Defendant's convictions rest upon an incident which occurred on February 15, 1996, at a pharmacy located at 278 Park Avenue in Newark. Two men were working at the pharmacy just after it opened, Theophilus Olaokpo, the pharmacist in charge, and Raphael Nwankwo, who owned the business. Three men entered the pharmacy and headed toward the prescription area; two were carrying guns and the third a bag, presumably to carry the robbery proceeds. Nwankwo testified that one of the men put a gun to his head and demanded that he open the safe. When Nwankwo said he had no money, the man punched him. Nwankwo offered the cash in the register but the man declined, insisting on the safe. Olaokpo also offered the men the money in the cash register and his wallet but the men continued to insist they wanted the safe. Olaokpo managed to hit the alarm button under the cash register. Ordinarily a silent alarm, it sounded in the store and the men ran out. Before leaving, one turned and fired his gun at Nwankwo. The bullet struck Nwankwo in the penis.

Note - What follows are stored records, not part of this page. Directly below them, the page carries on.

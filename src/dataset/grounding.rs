//! Referring-expression grounding dataset.

use std::path::PathBuf;
use std::sync::Arc;

use image::RgbImage;
use rand::rngs::SmallRng;

use super::{Dataset, ImageSource};
use crate::annotation::{self, Annotation, ImageIdMap, ImageKey};
use crate::error::{DatasetError, FetchError};
use crate::imaging::{self, ImageTensor, ImageTransform};
use crate::text;

/// One grounding sample. In train mode `target` is the dense image id keyed
/// on the image file name; in eval mode it is the record's reference id.
#[derive(Debug, Clone)]
pub struct GroundingSample {
    pub image: ImageTensor,
    pub text: String,
    pub target: i64,
}

enum TargetSource {
    DenseImageIds(ImageIdMap),
    RefIds,
}

pub struct GroundingDataset {
    records: Vec<Annotation>,
    source: ImageSource,
    transform: Arc<dyn ImageTransform>,
    targets: TargetSource,
    max_words: usize,
}

impl std::fmt::Debug for GroundingDataset {
    fn fmt(&self, f: &mut std::fmt::Formatter<'_>) -> std::fmt::Result {
        f.debug_struct("GroundingDataset").finish_non_exhaustive()
    }
}

impl GroundingDataset {
    /// Train-mode corpus: image ids are re-numbered densely by the file-name
    /// component of each record's image path, so records pointing at the
    /// same file share a target.
    pub fn open_train(
        ann_files: &[PathBuf],
        transform: Arc<dyn ImageTransform>,
        image_root: impl Into<PathBuf>,
        max_words: usize,
    ) -> Result<Self, DatasetError> {
        let corpus = annotation::load_corpus(ann_files)?;
        let mut keys = Vec::with_capacity(corpus.records.len());
        for (index, ann) in corpus.records.iter().enumerate() {
            let name = ann.image_file_name().ok_or(DatasetError::MissingField {
                index,
                field: "image",
            })?;
            keys.push(ImageKey::Name(name.to_string()));
        }
        Ok(Self {
            records: corpus.records,
            source: ImageSource::new(corpus.registry, image_root.into()),
            transform,
            targets: TargetSource::DenseImageIds(ImageIdMap::from_keys(keys)),
            max_words,
        })
    }

    /// Eval-mode corpus: targets are the records' `ref_id` values.
    pub fn open_eval(
        ann_files: &[PathBuf],
        transform: Arc<dyn ImageTransform>,
        image_root: impl Into<PathBuf>,
        max_words: usize,
    ) -> Result<Self, DatasetError> {
        let corpus = annotation::load_corpus(ann_files)?;
        Ok(Self {
            records: corpus.records,
            source: ImageSource::new(corpus.registry, image_root.into()),
            transform,
            targets: TargetSource::RefIds,
            max_words,
        })
    }

    fn fetch_image(&self, index: usize, ann: &Annotation) -> Result<RgbImage, FetchError> {
        match &self.source {
            ImageSource::TableBacked { .. } => {
                self.source.decode_row(index, ann.require_row(index)?)
            }
            ImageSource::PathBacked { root } => {
                imaging::load_path(&root.join(ann.require_image(index)?))
            }
        }
    }
}

impl Dataset for GroundingDataset {
    type Sample = GroundingSample;

    fn len(&self) -> usize {
        self.records.len()
    }

    fn get(&self, index: usize, rng: &mut SmallRng) -> Result<Self::Sample, FetchError> {
        let ann = &self.records[index];
        let image = self.fetch_image(index, ann)?;
        let text = text::normalize(ann.require_text(index)?, self.max_words);
        let target = match &self.targets {
            TargetSource::DenseImageIds(map) => {
                let name = ann.image_file_name().ok_or(FetchError::MissingField {
                    index,
                    field: "image",
                })?;
                i64::from(map.get(&ImageKey::Name(name.to_string())).ok_or(
                    FetchError::MissingField {
                        index,
                        field: "image",
                    },
                )?)
            }
            TargetSource::RefIds => ann.ref_id.ok_or(FetchError::MissingField {
                index,
                field: "ref_id",
            })?,
        };
        Ok(GroundingSample {
            image: self.transform.apply(&image, rng),
            text,
            target,
        })
    }
}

Witnesses told the police that they saw an older model black or brown Cadillac leaving the scene of the robbery. Police investigation led them to the owner of the car, Grant Fluker, Jr. Fluker, who originally faced the same charges as did defendant, testified at defendant's trial pursuant to a plea bargain he had negotiated. He said that three men came to his apartment that morning, wanting to borrow his car. Fluker said he refused their request until one of the three produced a gun and insisted that Fluker drive them. He agreed to do so. Fluker said he drove to the scene and remained in the car until the three men returned. One of them gave him twenty dollars. Fluker identified the three men as Leslie Duncan, Norris Williams and defendant. As did Fluker, co-defendant Duncan also negotiated a plea bargain and testified at defendant's trial.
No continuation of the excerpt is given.